◆ THE PROBLEM ◆
Only the lines holding "instructions" are wanted here; copy each from the listing.

◆ TASK INPUT ◆
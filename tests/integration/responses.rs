//! Responses endpoint integration tests
//!
//! Tests for POST /v1/responses:
//! - JSON conversion of an aggregated chat completion
//! - Lifecycle event replay for `stream: true`
//! - Long text split into 500-character deltas
//! - Incomplete and failed short-circuits

use axum::http::StatusCode;
use pretty_assertions::assert_eq;
use serde_json::{json, Value};

use crate::common::{provider_header, sse_data, sse_events, test_config, test_server};
use crate::mocks::{MockProvider, StreamFixtures};

#[tokio::test]
async fn test_response_json() {
    let upstream = MockProvider::start().await;
    upstream
        .mock_stream("/v1/chat/completions", StreamFixtures::openai_text(&["Hello", "!"]))
        .await;
    let server = test_server(test_config(&upstream.uri()));

    let response = server
        .post("/v1/responses")
        .json(&json!({
            "model": "gpt-4o-mini",
            "instructions": "Be kind.",
            "input": "Greet me",
            "max_output_tokens": 64
        }))
        .await;

    assert_eq!(response.status_code(), StatusCode::OK);
    let body: Value = response.json();
    assert_eq!(body["object"], "response");
    assert_eq!(body["status"], "completed");
    assert_eq!(body["instructions"], "Be kind.");
    assert_eq!(body["output"][0]["type"], "message");
    assert_eq!(body["output"][0]["content"][0]["type"], "output_text");
    assert_eq!(body["output"][0]["content"][0]["text"], "Hello!");
    assert_eq!(body["usage"]["input_tokens"], 9);
    assert_eq!(body["usage"]["output_tokens"], 12);

    let sent = upstream.received_bodies().await;
    assert_eq!(sent[0]["max_tokens"], 64);
    assert_eq!(
        sent[0]["messages"],
        json!([
            {"role": "system", "content": "Be kind."},
            {"role": "user", "content": "Greet me"}
        ])
    );
}

#[tokio::test]
async fn test_response_event_lifecycle() {
    let upstream = MockProvider::start().await;
    let long_text = "a".repeat(1200);
    upstream
        .mock_stream("/v1/chat/completions", StreamFixtures::openai_text(&[&long_text]))
        .await;
    let server = test_server(test_config(&upstream.uri()));

    let response = server
        .post("/v1/responses")
        .json(&json!({"model": "gpt-4o-mini", "input": "Write a lot", "stream": true}))
        .await;

    assert_eq!(response.status_code(), StatusCode::OK);
    assert_eq!(response.header("content-type"), "text/event-stream");

    let text = response.text();
    assert_eq!(
        sse_events(&text),
        vec![
            "response.created",
            "response.in_progress",
            "response.output_item.added",
            "response.content_part.added",
            "response.output_text.delta",
            "response.output_text.delta",
            "response.output_text.delta",
            "response.output_text.done",
            "response.content_part.done",
            "response.output_item.done",
            "response.completed",
        ]
    );

    let payloads: Vec<Value> = sse_data(&text)
        .iter()
        .map(|p| serde_json::from_str(p).unwrap())
        .collect();
    let delta_lengths: Vec<usize> = payloads
        .iter()
        .filter(|p| p["type"] == "response.output_text.delta")
        .map(|p| p["delta"].as_str().unwrap().chars().count())
        .collect();
    assert_eq!(delta_lengths, vec![500, 500, 200]);

    let sequence: Vec<u64> = payloads
        .iter()
        .map(|p| p["sequence_number"].as_u64().unwrap())
        .collect();
    assert_eq!(sequence, (0..payloads.len() as u64).collect::<Vec<_>>());

    let completed = payloads.last().unwrap();
    assert_eq!(completed["response"]["status"], "completed");
    assert_eq!(
        completed["response"]["output"][0]["content"][0]["text"].as_str().map(str::len),
        Some(1200)
    );
}

#[tokio::test]
async fn test_truncated_response_is_incomplete() {
    let upstream = MockProvider::start().await;
    upstream
        .mock_stream("/v1/chat/completions", StreamFixtures::openai_truncated("cut sho"))
        .await;
    let server = test_server(test_config(&upstream.uri()));

    let response = server
        .post("/v1/responses")
        .json(&json!({"model": "gpt-4o-mini", "input": "Go", "stream": true}))
        .await;

    let text = response.text();
    assert_eq!(sse_events(&text), vec!["response.incomplete"]);
    let payload: Value = serde_json::from_str(&sse_data(&text)[0]).unwrap();
    assert_eq!(payload["response"]["status"], "incomplete");
    assert_eq!(
        payload["response"]["incomplete_details"],
        json!({"reason": "max_output_tokens"})
    );
}

#[tokio::test]
async fn test_stream_failure_replays_as_failed() {
    let upstream = MockProvider::start().await;
    upstream
        .mock_stream("/v1/chat/completions", StreamFixtures::openai_error_midway())
        .await;
    let server = test_server(test_config(&upstream.uri()));

    let response = server
        .post("/v1/responses")
        .json(&json!({"model": "gpt-4o-mini", "input": "Go", "stream": true}))
        .await;

    let text = response.text();
    let events = sse_events(&text);
    assert_eq!(events.len(), 1);
    assert_eq!(events[0], "error");

    let payload: Value = serde_json::from_str(&sse_data(&text)[0]).unwrap();
    assert_eq!(payload["message"], "model overloaded");
    assert_eq!(payload["code"], "provider_error");
}

#[tokio::test]
async fn test_stream_failure_json_is_bad_gateway() {
    let upstream = MockProvider::start().await;
    upstream
        .mock_stream("/v1/chat/completions", StreamFixtures::openai_error_midway())
        .await;
    let server = test_server(test_config(&upstream.uri()));

    let response = server
        .post("/v1/responses")
        .json(&json!({"model": "gpt-4o-mini", "input": "Go"}))
        .await;

    assert_eq!(response.status_code(), StatusCode::BAD_GATEWAY);
}

#[tokio::test]
async fn test_responses_through_anthropic() {
    let upstream = MockProvider::start().await;
    upstream
        .mock_stream("/v1/messages", StreamFixtures::anthropic_text(&["Bonjour"]))
        .await;
    let server = test_server(test_config(&upstream.uri()));

    let (name, value) = provider_header("anthropic");
    let response = server
        .post("/v1/responses")
        .add_header(name, value)
        .json(&json!({
            "model": "claude-sonnet-4",
            "instructions": "Speak French.",
            "input": [{"type": "message", "role": "user", "content": "Hello"}]
        }))
        .await;

    assert_eq!(response.status_code(), StatusCode::OK);
    let body: Value = response.json();
    assert_eq!(body["id"], "msg_mock");
    assert_eq!(body["output"][0]["content"][0]["text"], "Bonjour");

    let sent = upstream.received_bodies().await;
    assert_eq!(sent[0]["system"], "Speak French.");
}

◆ EXERCISE OUTPUT ◆
            "instructions": "Be kind.",
    assert_eq!(body["instructions"], "Be kind.");
            "instructions": "Speak French.",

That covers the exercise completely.